A dicembre, **la maggioranza dei due terzi dei 36 club della Bundesliga e della seconda divisione** (la Zweite Liga) **aveva votato per il coinvolgimento di un partner strategico** - Cvc Capital, fondo che ci ha provato anche in Italia nell’estate del 2022, poi respinto con perdite - in un accordo da circa un miliardo di euro per un massimo di 20 anni, in cambio di una quota dei ricavi delle licenze derivanti dalla vendita dei diritti media. **E’ iniziata così la rivolta delle tifoserie: aeroplanini e palline da tennis dalle gradinate, macchine telecomandate e monete di cioccolato in campo** nei due campionati per esprimere la convinzione collettiva che con quell’accordo con CvC Capital il profitto sarebbe stato messo davanti alla tradizione dei club tedeschi, dove è ancora in piedi la regola del 50+1, secondo cui le quote di maggioranza di ogni club professionistico devono essere di proprietà dei soci - quindi dei tifosi - e non di un unico soggetto.
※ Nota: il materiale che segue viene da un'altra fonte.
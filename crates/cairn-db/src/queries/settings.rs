//! Key/value runtime settings.

use rusqlite::{Connection, OptionalExtension};

use crate::Result;

/// Setting toggled through `set_auto_pin`.
pub const AUTO_PIN_ENABLED: &str = "auto_pin_enabled";

pub fn get(conn: &Connection, key: &str) -> Result<Option<String>> {
    let value = conn
        .query_row("SELECT value FROM settings WHERE key = ?1", [key], |row| {
            row.get(0)
        })
        .optional()?;
    Ok(value)
}

pub fn set(conn: &Connection, key: &str, value: &str) -> Result<()> {
    conn.execute(
        "INSERT INTO settings (key, value) VALUES (?1, ?2)
         ON CONFLICT(key) DO UPDATE SET value = excluded.value",
        rusqlite::params![key, value],
    )?;
    Ok(())
}

/// Read a boolean setting, falling back to `default` when unset.
pub fn get_bool(conn: &Connection, key: &str, default: bool) -> Result<bool> {
    Ok(get(conn, key)?
        .map(|v| v == "true" || v == "1")
        .unwrap_or(default))
}

pub fn set_bool(conn: &Connection, key: &str, value: bool) -> Result<()> {
    set(conn, key, if value { "true" } else { "false" })
}
//! Cash envelope ledger operations
//!
//! Entries are immutable once written; there is no update and no delete.
//! Deletion is referenced by the history view but has never been wired to
//! the backend, so it stays unimplemented rather than half-built.

use rusqlite::params;

use super::{parse_date, parse_datetime, Database};
use crate::error::{Error, Result};
use crate::models::{CashTransaction, NewCashTransaction};

fn map_tx_row(row: &rusqlite::Row<'_>) -> rusqlite::Result<CashTransaction> {
    let date_str: String = row.get(3)?;
    let created_at_str: String = row.get(8)?;

    Ok(CashTransaction {
        id: row.get(0)?,
        fund_id: row.get(1)?,
        budget_year_id: row.get(2)?,
        date: parse_date(&date_str),
        amount: row.get(4)?,
        description: row.get(5)?,
        month: row.get::<_, i64>(6)? as u32,
        year: row.get::<_, i64>(7)? as i32,
        created_at: parse_datetime(&created_at_str),
    })
}

impl Database {
    /// Record a ledger entry. The amount must already be sign-normalized
    /// (positive deposit, negative withdrawal) and must not be zero.
    pub fn create_cash_transaction(&self, tx: &NewCashTransaction) -> Result<i64> {
        if tx.amount == 0.0 {
            return Err(Error::InvalidData(
                "Transaction amount must not be zero".to_string(),
            ));
        }
        if !(1..=12).contains(&tx.month) {
            return Err(Error::InvalidData(format!("Invalid month: {}", tx.month)));
        }

        let conn = self.conn()?;
        conn.execute(
            "INSERT INTO cash_transactions (fund_id, budget_year_id, date, amount, description, month, year)
             VALUES (?, ?, ?, ?, ?, ?, ?)",
            params![
                tx.fund_id,
                tx.budget_year_id,
                tx.date.format("%Y-%m-%d").to_string(),
                tx.amount,
                tx.description,
                tx.month,
                tx.year,
            ],
        )?;

        Ok(conn.last_insert_rowid())
    }

    /// Get a single ledger entry by ID
    pub fn get_cash_transaction(&self, id: i64) -> Result<Option<CashTransaction>> {
        let conn = self.conn()?;
        let tx = conn
            .query_row(
                "SELECT id, fund_id, budget_year_id, date, amount, description, month, year, created_at
                 FROM cash_transactions WHERE id = ?",
                params![id],
                map_tx_row,
            )
            .ok();

        Ok(tx)
    }

    /// List ledger entries, optionally filtered to a reporting period.
    /// Callers aggregate per fund with `ledger::cash_totals_by_fund`.
    pub fn list_cash_transactions(
        &self,
        month: Option<u32>,
        budget_year_id: Option<i64>,
    ) -> Result<Vec<CashTransaction>> {
        let conn = self.conn()?;

        let mut sql = String::from(
            "SELECT id, fund_id, budget_year_id, date, amount, description, month, year, created_at
             FROM cash_transactions",
        );
        let mut clauses: Vec<&str> = Vec::new();
        let mut bind: Vec<i64> = Vec::new();
        if let Some(m) = month {
            clauses.push("month = ?");
            bind.push(m as i64);
        }
        if let Some(y) = budget_year_id {
            clauses.push("budget_year_id = ?");
            bind.push(y);
        }
        if !clauses.is_empty() {
            sql.push_str(" WHERE ");
            sql.push_str(&clauses.join(" AND "));
        }
        sql.push_str(" ORDER BY date DESC, id DESC");

        let mut stmt = conn.prepare(&sql)?;
        let transactions = stmt
            .query_map(rusqlite::params_from_iter(bind), map_tx_row)?
            .collect::<std::result::Result<Vec<_>, _>>()?;

        Ok(transactions)
    }
}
Dal Muro Giallo del Borussia Dortmund ad altri spalti (Colonia, Bochum) piuttosto infuocati della Bundesliga il segnale è stato così forte e univoco da generare** l’immediata retromarcia da parte della Lega calcio tedesca** (DFL), che ha rinunciato al munifico accordo con CvC Capital.

Ora, **i fondi speculativi non vanno certo demonizzati e non rappresentano per forza il male del calcio**. Si contano sia quelli che sono stati in grado di assicurare un certo benessere ai club senza disperdere il valore della tradizione, come al Liverpool - di proprietà del Fenway Sports Group che vede tra gli azionisti anche Lebron James - dove è ancora coltivato il rapporto tra i Reds e l’anima popolare, operaia, di Liverpool, e altrettanti che hanno invece alterato le regole del gioco, sostanzialmente drogando il calcio europeo, proiettandolo in una bolla dai costi esorbitanti.

**La sfida per il calcio tedesco**, che ha sempre percorso la strada della sostenibilità economica, che è mediamente ricco, sorretto da sponsor non certo in bolletta ed è espressione di un paese quasi sempre in salute economica, sarà quella di garantire un equilibrio tra la sacrosanta volontà dei club di alzare la soglia dei ricavi e la volontà dei tifosi di non veder disperdere l’idea del calcio popolare, radicato a dei valori sociali.

In ogni caso - ed è un monito anche per la disastrata Serie A - **il modello attuale**, fatto di conti in ordine e stadi moderni e capienti, **produce ancora dividendi**: la Zweite Liga ha una media spettatori (oltre 28 mila di media) più alta della Ligue 1 e nel penultimo turno di campionato ha saputo fare meglio addirittura della Bundesliga.